** REQUIRED ACTION **
Search the records for the word "passthrough" and copy every line in which it occurs.

** PROVIDED DATA **
○ ○ ○
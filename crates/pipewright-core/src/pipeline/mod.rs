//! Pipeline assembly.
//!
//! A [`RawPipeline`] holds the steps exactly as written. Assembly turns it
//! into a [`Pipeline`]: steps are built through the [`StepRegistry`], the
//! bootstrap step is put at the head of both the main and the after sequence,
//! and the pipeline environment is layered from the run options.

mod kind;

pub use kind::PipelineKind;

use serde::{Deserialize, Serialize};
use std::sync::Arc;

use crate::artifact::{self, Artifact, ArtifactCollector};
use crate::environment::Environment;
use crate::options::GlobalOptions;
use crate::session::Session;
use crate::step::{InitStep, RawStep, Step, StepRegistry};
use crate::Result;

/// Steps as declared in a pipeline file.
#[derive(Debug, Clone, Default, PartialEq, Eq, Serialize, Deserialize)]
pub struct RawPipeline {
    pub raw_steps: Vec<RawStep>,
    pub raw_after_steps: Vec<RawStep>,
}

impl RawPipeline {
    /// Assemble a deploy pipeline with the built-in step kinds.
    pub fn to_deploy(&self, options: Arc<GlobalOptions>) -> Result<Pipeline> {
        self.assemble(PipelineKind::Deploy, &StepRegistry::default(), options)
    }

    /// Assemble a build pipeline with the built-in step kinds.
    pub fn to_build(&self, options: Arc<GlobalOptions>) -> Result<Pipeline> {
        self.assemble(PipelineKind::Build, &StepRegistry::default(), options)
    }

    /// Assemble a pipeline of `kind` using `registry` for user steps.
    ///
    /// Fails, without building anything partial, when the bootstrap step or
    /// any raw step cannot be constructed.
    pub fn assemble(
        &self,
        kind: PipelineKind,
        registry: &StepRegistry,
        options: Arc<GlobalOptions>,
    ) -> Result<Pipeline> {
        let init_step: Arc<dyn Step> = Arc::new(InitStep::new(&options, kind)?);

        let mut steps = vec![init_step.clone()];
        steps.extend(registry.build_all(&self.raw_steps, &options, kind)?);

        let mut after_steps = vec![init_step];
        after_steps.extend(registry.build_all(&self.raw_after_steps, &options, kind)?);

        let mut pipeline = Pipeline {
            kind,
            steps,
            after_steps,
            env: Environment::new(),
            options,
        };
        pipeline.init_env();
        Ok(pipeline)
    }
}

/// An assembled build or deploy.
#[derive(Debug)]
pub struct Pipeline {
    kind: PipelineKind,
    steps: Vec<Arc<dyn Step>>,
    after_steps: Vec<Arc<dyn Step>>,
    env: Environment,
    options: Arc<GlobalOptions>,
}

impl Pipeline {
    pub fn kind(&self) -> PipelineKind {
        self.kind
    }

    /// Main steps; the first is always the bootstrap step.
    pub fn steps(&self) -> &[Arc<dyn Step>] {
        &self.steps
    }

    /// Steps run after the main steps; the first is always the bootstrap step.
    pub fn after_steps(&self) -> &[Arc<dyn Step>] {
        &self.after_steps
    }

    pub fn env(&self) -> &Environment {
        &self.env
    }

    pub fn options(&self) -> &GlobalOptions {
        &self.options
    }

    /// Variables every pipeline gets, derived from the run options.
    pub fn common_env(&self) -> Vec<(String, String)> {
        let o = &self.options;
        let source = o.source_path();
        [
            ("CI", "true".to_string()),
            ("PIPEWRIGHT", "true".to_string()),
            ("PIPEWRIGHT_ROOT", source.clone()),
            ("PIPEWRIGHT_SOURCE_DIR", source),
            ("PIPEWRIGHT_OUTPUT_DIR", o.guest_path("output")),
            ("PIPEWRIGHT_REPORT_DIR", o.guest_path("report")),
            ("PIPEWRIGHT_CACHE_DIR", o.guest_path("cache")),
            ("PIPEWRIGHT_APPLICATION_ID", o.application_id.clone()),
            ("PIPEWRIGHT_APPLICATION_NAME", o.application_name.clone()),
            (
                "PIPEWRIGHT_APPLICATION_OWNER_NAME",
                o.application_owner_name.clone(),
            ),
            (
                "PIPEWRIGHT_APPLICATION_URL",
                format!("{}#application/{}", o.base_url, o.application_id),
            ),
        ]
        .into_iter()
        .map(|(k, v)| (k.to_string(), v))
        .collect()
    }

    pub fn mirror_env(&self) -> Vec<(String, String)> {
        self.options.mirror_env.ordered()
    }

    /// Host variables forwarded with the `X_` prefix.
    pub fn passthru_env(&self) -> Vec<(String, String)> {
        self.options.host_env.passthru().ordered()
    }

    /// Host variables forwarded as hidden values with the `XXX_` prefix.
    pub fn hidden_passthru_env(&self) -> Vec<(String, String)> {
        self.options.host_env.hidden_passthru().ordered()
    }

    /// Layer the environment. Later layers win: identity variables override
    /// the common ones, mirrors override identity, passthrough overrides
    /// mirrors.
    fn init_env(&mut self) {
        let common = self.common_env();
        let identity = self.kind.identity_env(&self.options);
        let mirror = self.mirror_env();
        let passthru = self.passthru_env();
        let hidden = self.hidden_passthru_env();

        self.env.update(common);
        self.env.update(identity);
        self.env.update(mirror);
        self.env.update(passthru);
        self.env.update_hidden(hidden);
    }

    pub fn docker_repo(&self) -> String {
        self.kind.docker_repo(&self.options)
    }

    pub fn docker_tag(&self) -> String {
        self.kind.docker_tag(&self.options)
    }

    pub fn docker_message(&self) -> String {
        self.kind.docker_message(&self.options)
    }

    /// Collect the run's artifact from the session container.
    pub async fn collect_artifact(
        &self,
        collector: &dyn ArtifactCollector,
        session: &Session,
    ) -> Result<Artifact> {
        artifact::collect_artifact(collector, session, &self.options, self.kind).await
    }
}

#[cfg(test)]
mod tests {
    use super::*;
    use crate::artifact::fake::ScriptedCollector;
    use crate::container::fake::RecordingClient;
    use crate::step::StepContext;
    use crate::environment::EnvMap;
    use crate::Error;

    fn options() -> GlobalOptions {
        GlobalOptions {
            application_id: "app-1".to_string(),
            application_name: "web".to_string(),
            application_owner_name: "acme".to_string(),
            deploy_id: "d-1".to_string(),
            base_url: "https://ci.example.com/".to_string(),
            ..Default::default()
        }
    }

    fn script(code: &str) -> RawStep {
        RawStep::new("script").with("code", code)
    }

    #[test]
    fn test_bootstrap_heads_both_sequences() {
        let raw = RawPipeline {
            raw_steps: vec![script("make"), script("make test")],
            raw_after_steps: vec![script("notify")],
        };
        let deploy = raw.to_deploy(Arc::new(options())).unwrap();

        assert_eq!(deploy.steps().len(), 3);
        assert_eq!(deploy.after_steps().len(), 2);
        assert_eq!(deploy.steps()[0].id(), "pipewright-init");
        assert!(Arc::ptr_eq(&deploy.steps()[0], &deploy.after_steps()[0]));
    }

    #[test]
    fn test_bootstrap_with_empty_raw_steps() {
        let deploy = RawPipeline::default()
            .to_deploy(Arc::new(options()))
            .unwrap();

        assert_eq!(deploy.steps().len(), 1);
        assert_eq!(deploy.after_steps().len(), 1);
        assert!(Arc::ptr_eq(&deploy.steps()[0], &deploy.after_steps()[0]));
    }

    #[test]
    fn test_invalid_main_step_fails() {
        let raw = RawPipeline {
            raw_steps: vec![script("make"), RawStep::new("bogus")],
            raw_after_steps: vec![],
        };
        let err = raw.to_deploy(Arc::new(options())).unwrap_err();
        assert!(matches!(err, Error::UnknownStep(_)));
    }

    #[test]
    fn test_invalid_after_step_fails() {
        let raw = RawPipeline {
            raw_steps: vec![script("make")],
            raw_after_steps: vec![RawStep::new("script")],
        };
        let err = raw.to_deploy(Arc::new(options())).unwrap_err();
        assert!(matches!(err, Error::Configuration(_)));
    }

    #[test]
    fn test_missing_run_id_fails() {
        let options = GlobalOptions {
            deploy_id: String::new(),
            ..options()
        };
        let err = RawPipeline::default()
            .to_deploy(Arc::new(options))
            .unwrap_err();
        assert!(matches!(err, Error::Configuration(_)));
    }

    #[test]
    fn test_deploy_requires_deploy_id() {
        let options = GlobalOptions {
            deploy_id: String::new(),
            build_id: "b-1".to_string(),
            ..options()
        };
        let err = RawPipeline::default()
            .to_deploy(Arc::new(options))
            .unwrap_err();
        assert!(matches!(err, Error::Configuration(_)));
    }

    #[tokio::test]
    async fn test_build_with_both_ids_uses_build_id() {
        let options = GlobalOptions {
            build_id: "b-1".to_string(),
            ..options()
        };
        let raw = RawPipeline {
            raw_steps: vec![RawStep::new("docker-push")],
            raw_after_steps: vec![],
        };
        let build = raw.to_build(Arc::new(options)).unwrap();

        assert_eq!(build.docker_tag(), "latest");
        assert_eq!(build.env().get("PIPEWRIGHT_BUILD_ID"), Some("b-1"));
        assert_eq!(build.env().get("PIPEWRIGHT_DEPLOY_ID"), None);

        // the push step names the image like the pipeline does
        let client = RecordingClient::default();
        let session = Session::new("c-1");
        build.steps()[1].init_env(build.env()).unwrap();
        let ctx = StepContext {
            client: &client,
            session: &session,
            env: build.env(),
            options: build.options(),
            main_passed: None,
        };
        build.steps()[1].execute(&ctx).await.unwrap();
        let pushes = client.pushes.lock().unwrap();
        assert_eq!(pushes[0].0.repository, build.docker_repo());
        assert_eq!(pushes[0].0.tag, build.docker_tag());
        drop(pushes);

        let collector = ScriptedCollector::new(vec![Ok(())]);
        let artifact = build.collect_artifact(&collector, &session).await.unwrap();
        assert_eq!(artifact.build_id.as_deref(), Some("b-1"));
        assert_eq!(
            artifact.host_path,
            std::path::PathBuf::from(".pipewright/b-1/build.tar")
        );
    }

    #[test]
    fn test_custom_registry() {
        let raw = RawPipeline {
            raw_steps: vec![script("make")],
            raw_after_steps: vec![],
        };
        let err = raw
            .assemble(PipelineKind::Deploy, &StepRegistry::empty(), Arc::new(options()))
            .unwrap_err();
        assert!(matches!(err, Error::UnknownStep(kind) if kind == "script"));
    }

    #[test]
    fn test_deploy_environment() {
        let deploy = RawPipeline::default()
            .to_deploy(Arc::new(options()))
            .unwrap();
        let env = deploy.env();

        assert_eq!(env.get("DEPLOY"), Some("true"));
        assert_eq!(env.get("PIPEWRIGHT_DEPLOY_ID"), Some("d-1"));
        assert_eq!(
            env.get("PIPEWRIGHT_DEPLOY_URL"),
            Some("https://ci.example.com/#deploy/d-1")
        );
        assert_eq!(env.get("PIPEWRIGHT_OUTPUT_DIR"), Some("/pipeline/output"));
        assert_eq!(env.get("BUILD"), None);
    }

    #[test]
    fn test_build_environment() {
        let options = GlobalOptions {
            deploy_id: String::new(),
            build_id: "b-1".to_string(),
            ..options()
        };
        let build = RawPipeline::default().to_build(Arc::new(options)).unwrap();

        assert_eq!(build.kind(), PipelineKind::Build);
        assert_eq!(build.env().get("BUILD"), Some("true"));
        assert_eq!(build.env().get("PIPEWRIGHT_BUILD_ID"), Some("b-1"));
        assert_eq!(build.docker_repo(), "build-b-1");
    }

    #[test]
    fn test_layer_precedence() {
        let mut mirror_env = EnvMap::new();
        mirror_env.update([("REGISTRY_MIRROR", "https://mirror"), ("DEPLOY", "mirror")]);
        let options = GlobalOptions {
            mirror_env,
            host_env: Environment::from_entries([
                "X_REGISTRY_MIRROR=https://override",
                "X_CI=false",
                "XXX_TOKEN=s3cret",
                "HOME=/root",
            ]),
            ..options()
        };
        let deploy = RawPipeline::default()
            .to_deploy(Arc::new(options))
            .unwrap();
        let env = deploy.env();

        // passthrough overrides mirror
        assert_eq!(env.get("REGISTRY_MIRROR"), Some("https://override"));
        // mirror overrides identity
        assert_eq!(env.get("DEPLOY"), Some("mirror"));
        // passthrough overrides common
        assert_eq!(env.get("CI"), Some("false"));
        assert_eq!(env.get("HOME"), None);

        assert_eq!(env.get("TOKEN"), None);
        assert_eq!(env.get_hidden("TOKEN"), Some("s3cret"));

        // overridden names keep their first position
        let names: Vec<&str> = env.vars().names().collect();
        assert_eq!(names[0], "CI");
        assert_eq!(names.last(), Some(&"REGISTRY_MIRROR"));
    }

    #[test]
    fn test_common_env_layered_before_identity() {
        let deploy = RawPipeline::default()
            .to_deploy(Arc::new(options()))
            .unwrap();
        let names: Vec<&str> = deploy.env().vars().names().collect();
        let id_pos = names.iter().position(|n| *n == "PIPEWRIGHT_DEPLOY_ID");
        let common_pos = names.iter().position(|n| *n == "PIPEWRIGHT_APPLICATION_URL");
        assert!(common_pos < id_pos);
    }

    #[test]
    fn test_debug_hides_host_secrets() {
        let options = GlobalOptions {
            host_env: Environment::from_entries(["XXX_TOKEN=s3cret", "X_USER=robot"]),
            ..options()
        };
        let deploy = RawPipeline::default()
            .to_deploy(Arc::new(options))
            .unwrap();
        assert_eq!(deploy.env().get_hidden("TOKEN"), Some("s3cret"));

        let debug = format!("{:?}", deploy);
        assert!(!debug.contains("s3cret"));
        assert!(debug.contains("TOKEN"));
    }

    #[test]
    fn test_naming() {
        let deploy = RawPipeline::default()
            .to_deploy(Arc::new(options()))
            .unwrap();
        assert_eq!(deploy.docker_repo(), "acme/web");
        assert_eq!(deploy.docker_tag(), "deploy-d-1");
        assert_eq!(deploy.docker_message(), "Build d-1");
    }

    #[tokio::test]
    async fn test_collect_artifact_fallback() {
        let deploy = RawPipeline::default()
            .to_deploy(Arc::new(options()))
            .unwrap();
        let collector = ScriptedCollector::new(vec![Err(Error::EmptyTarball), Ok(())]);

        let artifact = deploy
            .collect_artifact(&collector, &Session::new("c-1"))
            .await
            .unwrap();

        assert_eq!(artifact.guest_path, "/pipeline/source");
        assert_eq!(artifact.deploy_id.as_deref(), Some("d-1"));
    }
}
○ ○ ○
** SOLUTION TO THE EXERCISE **
    /// the common ones, mirrors override identity, passthrough overrides
        // passthrough overrides mirror
        // passthrough overrides common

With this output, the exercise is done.